I was lucky. I knew Donald M. Murray. He was my mentor and
teacher at the University of New Hampshire in the 1980's, but
I knew him long before that. I showed him my 1969 first edition
of A Writer Teaches Writing, which I had bought for a
graduate class at Fitchburg State College. For $3.95 (new),
it became the book that made me believe I could be a writer.

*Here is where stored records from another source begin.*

use super::{ScoringStrategy, StrategyContext};
use crate::config::RecommendOptions;
use crate::models::{Candidate, CandidateSource, Evidence, ItemId, UserId};
use crate::services::similarity::dense_cosine;
use crate::utils::sort_candidates;
use tracing::{debug, info};

/// Content-based recall
///
/// Builds a taste profile as the rating-weighted average of the feature
/// vectors of items the user liked, then scores every active unrated item
/// by cosine similarity to that profile.
pub struct ContentStrategy {
    liked_threshold: i32,
}

impl ContentStrategy {
    pub fn new(liked_threshold: i32) -> Self {
        Self { liked_threshold }
    }

    pub fn from_options(options: &RecommendOptions) -> Self {
        Self::new(options.liked_threshold)
    }
}

impl ScoringStrategy for ContentStrategy {
    fn name(&self) -> &str {
        "content-based"
    }

    fn source(&self) -> CandidateSource {
        CandidateSource::Content
    }

    fn score(&self, ctx: &StrategyContext<'_>, user_id: UserId) -> Vec<Candidate> {
        let snapshot = ctx.snapshot;
        let features = &snapshot.features;
        let dims = features.schema.dimensions();

        // (item, rating, vector) for liked items that have a vector
        let liked: Vec<(ItemId, f64, &[f64])> = snapshot
            .matrix
            .row(user_id)
            .iter()
            .filter(|(_, rating)| **rating >= self.liked_threshold as f64)
            .filter_map(|(item_id, rating)| {
                features
                    .vector(*item_id)
                    .map(|v| (*item_id, *rating, v.values.as_slice()))
            })
            .collect();

        if liked.is_empty() || dims == 0 {
            debug!(user_id, "No liked items with features, skipping content recall");
            return Vec::new();
        }

        let mut profile = vec![0.0; dims];
        let total_weight: f64 = liked.iter().map(|(_, rating, _)| rating).sum();
        for (_, rating, vector) in &liked {
            for (p, v) in profile.iter_mut().zip(vector.iter()) {
                *p += rating * v;
            }
        }
        for p in profile.iter_mut() {
            *p /= total_weight;
        }

        let mut candidates: Vec<Candidate> = snapshot
            .active_items()
            .filter(|item| !snapshot.matrix.has_rated(user_id, item.item_id))
            .filter_map(|item| {
                let vector = features.vector(item.item_id)?;
                let score = dense_cosine(&profile, &vector.values);
                let mut candidate = Candidate::new(item.item_id, score, CandidateSource::Content);

                // strongest shared dimension
                let top_dimension = profile
                    .iter()
                    .zip(vector.values.iter())
                    .map(|(p, v)| p * v)
                    .enumerate()
                    .filter(|(_, product)| *product > 0.0)
                    .fold(None, |best: Option<(usize, f64)>, (i, product)| match best {
                        Some((_, b)) if b >= product => best,
                        _ => Some((i, product)),
                    });

                // liked item closest to the candidate
                let anchor = liked
                    .iter()
                    .map(|(liked_id, _, liked_vector)| {
                        (*liked_id, dense_cosine(liked_vector, &vector.values))
                    })
                    .filter(|(_, sim)| *sim > 0.0)
                    .fold(None, |best: Option<(ItemId, f64)>, (id, sim)| match best {
                        Some((_, b)) if b >= sim => best,
                        _ => Some((id, sim)),
                    });

                if top_dimension.is_some() || anchor.is_some() {
                    candidate = candidate.with_evidence(Evidence::FeatureOverlap {
                        feature: top_dimension
                            .and_then(|(i, _)| features.schema.label(i))
                            .map(str::to_string),
                        anchor_item: anchor.map(|(id, _)| id),
                        similarity: score,
                    });
                }

                Some(candidate)
            })
            .collect();

        sort_candidates(&mut candidates);

        info!(
            user_id,
            liked = liked.len(),
            candidates = candidates.len(),
            "Content recall completed"
        );

        candidates
    }
}

#[cfg(test)]
mod tests {
    use super::*;
    use crate::models::UserPreferences;
    use crate::services::recall::fixtures;

    fn strategy() -> ContentStrategy {
        ContentStrategy::from_options(&RecommendOptions::default())
    }

    #[test]
    fn test_profile_similarity_ranking() {
        let snapshot = fixtures::snapshot();
        let prefs = UserPreferences::new();
        let ctx = StrategyContext::new(&snapshot, &prefs);

        let candidates = strategy().score(&ctx, 1);
        let ids: Vec<_> = candidates.iter().map(|c| c.item_id).collect();

        // Gatsby shares drama/classic/love with the liked books; the rest share nothing
        assert_eq!(ids, vec![4, 5, 6]);
        assert!(candidates[0].raw_score > 0.8);
        assert_eq!(candidates[1].raw_score, 0.0);
        assert!(candidates[1].evidence.is_empty());

        match &candidates[0].evidence[0] {
            Evidence::FeatureOverlap {
                feature,
                anchor_item,
                ..
            } => {
                assert_eq!(feature.as_deref(), Some("tags=classic"));
                assert_eq!(*anchor_item, Some(2));
            }
            other => panic!("unexpected evidence {:?}", other),
        }
    }

    #[test]
    fn test_no_liked_items_is_empty() {
        let snapshot = fixtures::snapshot();
        let prefs = UserPreferences::new();
        let ctx = StrategyContext::new(&snapshot, &prefs);

        // user 3 liked 1984 and The Hobbit, user 99 rated nothing
        assert!(!strategy().score(&ctx, 3).is_empty());
        assert!(strategy().score(&ctx, 99).is_empty());
    }

    #[test]
    fn test_excludes_rated_items() {
        let snapshot = fixtures::snapshot();
        let prefs = UserPreferences::new();
        let ctx = StrategyContext::new(&snapshot, &prefs);

        for candidate in strategy().score(&ctx, 2) {
            assert!(!snapshot.matrix.has_rated(2, candidate.item_id));
        }
    }
}
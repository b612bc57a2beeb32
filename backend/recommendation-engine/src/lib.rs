pub mod config;
pub mod engine;
pub mod error;
pub mod jobs;
pub mod models;
pub mod services;
pub mod utils;

pub use config::{EngineConfig, RecommendOptions};
pub use engine::RecommendationEngine;
pub use error::{RecommendError, Result};
pub use services::{
    ActivityRecorder, CatalogSource, EventSink, InMemoryCatalog, ScoringStrategy, Snapshot,
};
// ============================================
// Cold Start Handler (冷啟動推薦)
// ============================================
//
// For users with little or no history:
// 1. Items in a category the user declared interest in come first
// 2. Then by catalog popularity (descending)
// 3. Then by ItemId (ascending)
//
// Score = popularity / max popularity, +1.0 on a category match.
// Order is taken from (match, popularity, id), not from the score:
// a matching item with popularity 0 still outranks every non-match.
// Never empty while the catalog has an active item.

use crate::error::{RecommendError, Result};
use crate::models::{
    Candidate, CandidateSource, Evidence, ItemId, UserId, UserPreferences, MAX_RATING,
};
use crate::services::matrix::InteractionMatrix;
use crate::services::recall::{ScoringStrategy, StrategyContext};
use crate::services::snapshot::Snapshot;
use crate::utils::by_score_desc;
use std::collections::BTreeMap;
use tracing::{debug, warn};

const CATEGORY_MATCH_BONUS: f64 = 1.0;

/// Weight of the mean rating in recomputed popularity
const RATING_WEIGHT: f64 = 0.7;
/// Weight of the rating count in recomputed popularity
const VOLUME_WEIGHT: f64 = 0.3;

#[derive(Debug, Clone, Copy, Default)]
pub struct ColdStartHandler;

impl ColdStartHandler {
    pub fn new() -> Self {
        Self
    }

    /// Rank every active catalog item for a user without usable history.
    pub fn rank(&self, snapshot: &Snapshot, preferences: &UserPreferences) -> Result<Vec<Candidate>> {
        if !snapshot.has_active_items() {
            warn!("Cold start requested but catalog has no active items");
            return Err(RecommendError::NoCatalogData);
        }

        let preferred = preferences.preferred_categories();
        let max_popularity = snapshot
            .active_items()
            .map(|item| item.popularity)
            .fold(0.0_f64, f64::max);

        let mut ranked: Vec<(bool, f64, Candidate)> = snapshot
            .active_items()
            .map(|item| {
                let popularity_score = if max_popularity > 0.0 {
                    item.popularity / max_popularity
                } else {
                    0.0
                };
                let category_match = preferred.contains(&item.category.trim().to_lowercase());

                let mut candidate = Candidate::new(
                    item.item_id,
                    popularity_score + if category_match { CATEGORY_MATCH_BONUS } else { 0.0 },
                    CandidateSource::ColdStart,
                );
                if category_match {
                    candidate = candidate.with_evidence(Evidence::CategoryMatch {
                        category: item.category.clone(),
                    });
                }
                let candidate = candidate.with_evidence(Evidence::Popularity {
                    popularity: item.popularity,
                });
                (category_match, item.popularity, candidate)
            })
            .collect();

        ranked.sort_by(|a, b| {
            b.0.cmp(&a.0)
                .then_with(|| by_score_desc((a.1, a.2.item_id), (b.1, b.2.item_id)))
        });
        let candidates: Vec<Candidate> = ranked.into_iter().map(|(_, _, c)| c).collect();

        debug!(
            candidates = candidates.len(),
            preferred_categories = preferred.len(),
            "Cold start ranking computed"
        );

        Ok(candidates)
    }
}

impl ScoringStrategy for ColdStartHandler {
    fn name(&self) -> &str {
        "cold-start"
    }

    fn source(&self) -> CandidateSource {
        CandidateSource::ColdStart
    }

    fn score(&self, ctx: &StrategyContext<'_>, user_id: UserId) -> Vec<Candidate> {
        match self.rank(ctx.snapshot, ctx.preferences) {
            Ok(candidates) => candidates,
            Err(e) => {
                debug!(user_id, error = %e, "Cold start produced no candidates");
                Vec::new()
            }
        }
    }
}

/// Popularity derived from ratings, on the 0..5 scale.
///
/// `clamp(0.7 · mean/5 + 0.3 · min(1, 0.1 · (1 + count) / 2), 0, 1) · 5`
pub fn popularity_from_ratings(mean: f64, count: usize) -> f64 {
    let max = MAX_RATING as f64;
    let quality = mean / max;
    let volume = (0.1 * (1.0 + count as f64) / 2.0).min(1.0);
    (RATING_WEIGHT * quality + VOLUME_WEIGHT * volume).clamp(0.0, 1.0) * max
}

/// Recomputed popularity for every catalog item; 0 for unrated items.
pub fn recompute_popularity(
    matrix: &InteractionMatrix,
    items: impl IntoIterator<Item = ItemId>,
) -> BTreeMap<ItemId, f64> {
    items
        .into_iter()
        .map(|item_id| {
            let popularity = matrix
                .item_stats(item_id)
                .map(|stats| popularity_from_ratings(stats.mean, stats.count))
                .unwrap_or(0.0);
            (item_id, popularity)
        })
        .collect()
}
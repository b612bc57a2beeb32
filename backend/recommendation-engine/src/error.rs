use crate::models::{ItemId, UserId};
use serde::Serialize;
use thiserror::Error;

pub type Result<T> = std::result::Result<T, RecommendError>;

/// Request-level failures surfaced to the caller.
#[derive(Debug, Error)]
pub enum RecommendError {
    #[error("Unknown strategy '{name}'. Valid strategies: {available}")]
    UnknownStrategy { name: String, available: String },

    #[error("Strategy '{0}' is already registered")]
    DuplicateStrategy(String),

    #[error("No active items in catalog")]
    NoCatalogData,

    #[error("Insufficient data: {0}")]
    InsufficientData(String),

    #[error("Invalid options: {0}")]
    InvalidOptions(String),

    #[error("Catalog source error: {0}")]
    Source(String),

    #[error("Configuration error: {0}")]
    Configuration(String),
}

impl From<anyhow::Error> for RecommendError {
    fn from(err: anyhow::Error) -> Self {
        RecommendError::Source(err.to_string())
    }
}

impl From<envy::Error> for RecommendError {
    fn from(err: envy::Error) -> Self {
        RecommendError::Configuration(err.to_string())
    }
}

/// Why an input row was rejected at ingestion.
#[derive(Debug, Clone, PartialEq, Error, Serialize)]
pub enum ValidationError {
    #[error("Rating value must be between 1 and 5, got {value}")]
    RatingOutOfRange { value: i32 },

    #[error("Duplicate rating for user {user_id} and item {item_id}")]
    DuplicateRating { user_id: UserId, item_id: ItemId },

    #[error("Category cannot be empty (item {item_id})")]
    BlankCategory { item_id: ItemId },

    #[error("Popularity must be a finite value >= 0, got {value} (item {item_id})")]
    InvalidPopularity { item_id: ItemId, value: f64 },

    #[error("Duplicate item {item_id}")]
    DuplicateItem { item_id: ItemId },
}

#[derive(Debug, Clone, Copy, PartialEq, Eq, Serialize)]
#[serde(rename_all = "snake_case")]
pub enum RecordKind {
    Rating,
    Item,
}

/// Diagnostic for one rejected input row.
#[derive(Debug, Clone, PartialEq, Serialize)]
pub struct RejectedRecord {
    /// Position of the row in the input sequence
    pub index: usize,
    pub kind: RecordKind,
    pub error: ValidationError,
}

/// Result of an ingestion pass: the built value plus the rows that were dropped.
#[derive(Debug, Clone)]
pub struct IngestReport<T> {
    pub value: T,
    pub rejected: Vec<RejectedRecord>,
}

impl<T> IngestReport<T> {
    pub fn is_clean(&self) -> bool {
        self.rejected.is_empty()
    }
}

#[cfg(test)]
mod tests {
    use super::*;

    #[test]
    fn test_error_messages() {
        let err = RecommendError::UnknownStrategy {
            name: "magic".to_string(),
            available: "collaborative, hybrid".to_string(),
        };
        assert!(err.to_string().contains("magic"));
        assert!(err.to_string().contains("collaborative, hybrid"));

        let err = ValidationError::RatingOutOfRange { value: 6 };
        assert_eq!(err.to_string(), "Rating value must be between 1 and 5, got 6");
    }
}
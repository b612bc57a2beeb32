// ============================================
// Explanation Generator (推薦理由)
// ============================================
//
// Turns a candidate's source and evidence into a structured rationale.
// Never fails: missing evidence falls back to a generic popularity text.

use crate::models::{Candidate, CandidateSource, Evidence, EvidenceType, Explanation, ItemId};
use crate::services::snapshot::Snapshot;

const GENERIC_TEXT: &str = "Recommended by popularity";

#[derive(Debug, Clone, Copy, Default)]
pub struct ExplanationGenerator;

impl ExplanationGenerator {
    pub fn new() -> Self {
        Self
    }

    pub fn explain(&self, candidate: &Candidate, snapshot: &Snapshot) -> Explanation {
        let neighbor = candidate
            .evidence
            .iter()
            .find(|e| matches!(e, Evidence::Neighbor { .. }));
        let overlap = candidate
            .evidence
            .iter()
            .find(|e| matches!(e, Evidence::FeatureOverlap { .. }));
        let category = candidate
            .evidence
            .iter()
            .find(|e| matches!(e, Evidence::CategoryMatch { .. }));
        let popularity = candidate
            .evidence
            .iter()
            .find(|e| matches!(e, Evidence::Popularity { .. }));

        let explanation = match candidate.source {
            CandidateSource::Collaborative => neighbor.map(|e| self.from_neighbor(candidate.source, e)),
            CandidateSource::Content => overlap.and_then(|e| self.from_overlap(candidate.source, e, snapshot)),
            CandidateSource::Hybrid => match (neighbor, overlap) {
                (Some(n), Some(o)) => Some(self.combined(n, o, snapshot)),
                (Some(n), None) => Some(self.from_neighbor(candidate.source, n)),
                (None, Some(o)) => self.from_overlap(candidate.source, o, snapshot),
                (None, None) => None,
            },
            CandidateSource::ColdStart => category
                .or(popularity)
                .map(|e| self.from_prior(candidate.source, e)),
        };

        explanation.unwrap_or_else(|| Self::generic(candidate.source))
    }

    /// Fallback used when nothing reconstructible supports an item.
    pub fn generic(strategy: CandidateSource) -> Explanation {
        Explanation {
            strategy,
            evidence_type: EvidenceType::Generic,
            evidence_ref: None,
            human_text: GENERIC_TEXT.to_string(),
        }
    }

    fn from_neighbor(&self, strategy: CandidateSource, evidence: &Evidence) -> Explanation {
        let (user_id, rating) = match evidence {
            Evidence::Neighbor {
                user_id, rating, ..
            } => (*user_id, *rating),
            _ => return Self::generic(strategy),
        };

        Explanation {
            strategy,
            evidence_type: EvidenceType::Neighbor,
            evidence_ref: Some(format!("user:{}", user_id)),
            human_text: format!("A reader with similar taste rated this {}/5", rating.round()),
        }
    }

    fn from_overlap(
        &self,
        strategy: CandidateSource,
        evidence: &Evidence,
        snapshot: &Snapshot,
    ) -> Option<Explanation> {
        let Evidence::FeatureOverlap {
            feature,
            anchor_item,
            ..
        } = evidence
        else {
            return None;
        };

        let (evidence_ref, human_text) = match (anchor_item, feature) {
            (Some(anchor), _) => (
                format!("item:{}", anchor),
                format!("Similar to {}, which you liked", self.item_name(*anchor, snapshot)),
            ),
            (None, Some(feature)) => (
                format!("feature:{}", feature),
                format!("Matches your interest in {}", describe_feature(feature)),
            ),
            (None, None) => return None,
        };

        Some(Explanation {
            strategy,
            evidence_type: EvidenceType::FeatureOverlap,
            evidence_ref: Some(evidence_ref),
            human_text,
        })
    }

    fn combined(&self, neighbor: &Evidence, overlap: &Evidence, snapshot: &Snapshot) -> Explanation {
        let user_ref = match neighbor {
            Evidence::Neighbor { user_id, .. } => format!("user:{}", user_id),
            _ => String::new(),
        };
        let (item_ref, similar_to) = match overlap {
            Evidence::FeatureOverlap {
                anchor_item: Some(anchor),
                ..
            } => (
                format!("item:{}", anchor),
                format!("similar to {}", self.item_name(*anchor, snapshot)),
            ),
            Evidence::FeatureOverlap {
                feature: Some(feature),
                ..
            } => (
                format!("feature:{}", feature),
                format!("matches your interest in {}", describe_feature(feature)),
            ),
            _ => (String::new(), "close to what you like".to_string()),
        };

        let evidence_ref = [user_ref, item_ref]
            .into_iter()
            .filter(|r| !r.is_empty())
            .collect::<Vec<_>>()
            .join(",");

        Explanation {
            strategy: CandidateSource::Hybrid,
            evidence_type: EvidenceType::NeighborAndFeature,
            evidence_ref: Some(evidence_ref),
            human_text: format!("Liked by readers with similar taste and {}", similar_to),
        }
    }

    fn from_prior(&self, strategy: CandidateSource, evidence: &Evidence) -> Explanation {
        match evidence {
            Evidence::CategoryMatch { category } => Explanation {
                strategy,
                evidence_type: EvidenceType::CategoryMatch,
                evidence_ref: Some(format!("category:{}", category)),
                human_text: format!("Popular in {}, a category you follow", category),
            },
            Evidence::Popularity { popularity } => Explanation {
                strategy,
                evidence_type: EvidenceType::Popularity,
                evidence_ref: None,
                human_text: format!("Popular with readers (rated {:.1})", popularity),
            },
            _ => Self::generic(strategy),
        }
    }

    fn item_name(&self, item_id: ItemId, snapshot: &Snapshot) -> String {
        snapshot
            .item(item_id)
            .map(|item| item.display_name())
            .unwrap_or_else(|| format!("Item {}", item_id))
    }
}

/// `genre=fantasy` → `genre: fantasy`
fn describe_feature(label: &str) -> String {
    match label.split_once('=') {
        Some((key, value)) => format!("{}: {}", key, value),
        None => label.to_string(),
    }
}
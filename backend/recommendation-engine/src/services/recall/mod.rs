mod collaborative;
mod content;
mod hybrid;

#[cfg(test)]
pub(crate) mod fixtures;

use crate::models::{Candidate, CandidateSource, UserId, UserPreferences};
use crate::services::snapshot::Snapshot;

pub use collaborative::CollaborativeStrategy;
pub use content::ContentStrategy;
pub use hybrid::HybridStrategy;

/// Everything a strategy may read for one request.
pub struct StrategyContext<'a> {
    pub snapshot: &'a Snapshot,
    pub preferences: &'a UserPreferences,
}

impl<'a> StrategyContext<'a> {
    pub fn new(snapshot: &'a Snapshot, preferences: &'a UserPreferences) -> Self {
        Self {
            snapshot,
            preferences,
        }
    }
}

/// 召回策略：為單一用戶產生排序後的候選集
///
/// Implementations are pure over the context: same snapshot, same user,
/// same output. Results are sorted by score descending, ItemId ascending.
pub trait ScoringStrategy: Send + Sync {
    fn name(&self) -> &str;
    fn source(&self) -> CandidateSource;
    fn score(&self, ctx: &StrategyContext<'_>, user_id: UserId) -> Vec<Candidate>;
}
fn jaccard(a: &SparseVector, b: &SparseVector) -> f64 {
    let nonzero_a = a.values().filter(|v| **v != 0.0).count();
    let nonzero_b = b.values().filter(|v| **v != 0.0).count();
    let intersection = a
        .iter()
        .filter(|(k, v)| **v != 0.0 && b.get(k).is_some_and(|y| *y != 0.0))
        .count();
    let union = nonzero_a + nonzero_b - intersection;

    if union == 0 {
        0.0
    } else {
        intersection as f64 / union as f64
    }
}

/// What to find neighbors for.
#[derive(Debug, Clone, Copy, PartialEq, Eq)]
pub enum Entity {
    /// Users, compared by rating rows
    User(UserId),
    /// Items, compared by rating columns
    Item(ItemId),
    /// Items, compared by feature vectors
    Features(ItemId),
}

#[derive(Debug, Clone, Copy, PartialEq, Serialize)]
pub struct Neighbor {
    pub id: u64,
    pub score: f64,
}

/// Memoized user-pair similarities, keyed by (metric, low id, high id).
#[derive(Debug, Default)]
pub struct SimilarityCache {
    pairs: DashMap<(SimilarityMetric, UserId, UserId), f64>,
}

impl SimilarityCache {
    pub fn new() -> Self {
        Self::default()
    }

    fn key(metric: SimilarityMetric, a: UserId, b: UserId) -> (SimilarityMetric, UserId, UserId) {
        if a <= b {
            (metric, a, b)
        } else {
            (metric, b, a)
        }
    }

    pub fn get_or_compute(
        &self,
        metric: SimilarityMetric,
        a: UserId,
        b: UserId,
        compute: impl FnOnce() -> f64,
    ) -> f64 {
        *self
            .pairs
            .entry(Self::key(metric, a, b))
            .or_insert_with(compute)
    }

    pub fn len(&self) -> usize {
        self.pairs.len()
    }

    pub fn is_empty(&self) -> bool {
        self.pairs.is_empty()
    }
}

/// Neighbor search over one snapshot's matrix and feature vectors.
pub struct SimilarityEngine<'a> {
    matrix: &'a InteractionMatrix,
    features: &'a ItemFeatures,
    cache: &'a SimilarityCache,
}

impl<'a> SimilarityEngine<'a> {
    pub fn new(
        matrix: &'a InteractionMatrix,
        features: &'a ItemFeatures,
        cache: &'a SimilarityCache,
    ) -> Self {
        Self {
            matrix,
            features,
            cache,
        }
    }

    /// Memoized similarity between two users' rating rows.
    pub fn user_similarity(&self, a: UserId, b: UserId, metric: SimilarityMetric) -> f64 {
        self.cache.get_or_compute(metric, a, b, || {
            similarity(self.matrix.row(a), self.matrix.row(b), metric)
        })
    }

    /// Similarity between two items' feature vectors; 0 when either is missing.
    pub fn feature_similarity(&self, a: ItemId, b: ItemId, metric: SimilarityMetric) -> f64 {
        match (self.features.vector(a), self.features.vector(b)) {
            (Some(va), Some(vb)) => similarity(&va.to_sparse(), &vb.to_sparse(), metric),
            _ => 0.0,
        }
    }

    /// Top-k neighbors of the target, score descending then id ascending.
    /// The target itself is never included.
    pub fn neighbors(&self, target: Entity, k: usize, metric: SimilarityMetric) -> Vec<Neighbor> {
        if k == 0 {
            return Vec::new();
        }

        let mut scored: Vec<Neighbor> = match target {
            Entity::User(user_id) => self
                .matrix
                .users()
                .filter(|other| *other != user_id)
                .map(|other| Neighbor {
                    id: other,
                    score: self.user_similarity(user_id, other, metric),
                })
                .collect(),
            Entity::Item(item_id) => {
                let column = self.matrix.column(item_id);
                self.matrix
                    .items()
                    .filter(|other| *other != item_id)
                    .map(|other| Neighbor {
                        id: other,
                        score: similarity(column, self.matrix.column(other), metric),
                    })
                    .collect()
            }
            Entity::Features(item_id) => {
                let Some(vector) = self.features.vector(item_id) else {
                    return Vec::new();
                };
                let target = vector.to_sparse();
                self.features
                    .iter()
                    .filter(|(other, _)| *other != item_id)
                    .map(|(other, v)| Neighbor {
                        id: other,
                        score: similarity(&target, &v.to_sparse(), metric),
                    })
                    .collect()
            }
        };

        scored.sort_by(|a, b| by_score_desc((a.score, a.id), (b.score, b.id)));
        scored.truncate(k);
        scored
    }

    /// Top-k users with positive similarity and at least `min_co_rated` co-rated items.
    pub fn user_neighbors(
        &self,
        user_id: UserId,
        k: usize,
        metric: SimilarityMetric,
        min_co_rated: usize,
    ) -> Vec<Neighbor> {
        if k == 0 {
            return Vec::new();
        }

        let mut scored: Vec<Neighbor> = self
            .matrix
            .users()
            .filter(|other| *other != user_id)
            .filter(|other| self.matrix.co_rated_count(user_id, *other) >= min_co_rated)
            .map(|other| Neighbor {
                id: other,
                score: self.user_similarity(user_id, other, metric),
            })
            .filter(|n| n.score > 0.0)
            .collect();

        scored.sort_by(|a, b| by_score_desc((a.score, a.id), (b.score, b.id)));
        scored.truncate(k);

        debug!(
            user_id,
            metric = %metric,
            neighbors = scored.len(),
            memoized = self.cache.len(),
            "User neighbors computed"
        );

        scored
    }
}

By the time I sat in his class at UNH, I thought of him as God
the Father of the writing process movement. Come to think of
it, I still do.
|
Don and Minnie Mae Murray
|
Don revised that book many times. It stands as the book that
demystified the act of writing, explained the complex processes
at work in concrete and accessible language, and invited a fledgling
writer to do the work necessary to earn the right to call herself
a writer. He described a writer's thought processes, identity,
work ethic, and habits. His mantra was: nulla dies sine linea
- never a day without a line. He offered me the burden of commitment
to the art and craft of writing. He told anyone not ready to
make the commitment, to "go sell junk bonds." There
was no whining in his presence.
Don acknowledged the all important time spent at our writing
desks (now computers), but also urged us to be awake and alert
to writing ideas as we progressed through our days. He kept
a notebook in his bag to jot what he was thinking, hearing,
and seeing, no matter where he was. He also sketched in it.
Don taught me that being a writer is putting myself in a constant
state of collecting. Yesterday, walking from one room to another,
I asked myself, "How do people react when a great and esteemed
person dies?" I hadn't even realized that I was thinking
about my lead when the Marie Ponsot incident surfaced. Thanks
to the habits that Don taught me, I immediately opened to my
web (a diagram of ideas on a sheet of paper) and wrote down
enough to help me remember it for today's drafting. Because
of him, I never come to writing a piece without pages that tell
me what I am thinking about or need to look up. "Facing
the empty page" is not one of my fears, thanks to him.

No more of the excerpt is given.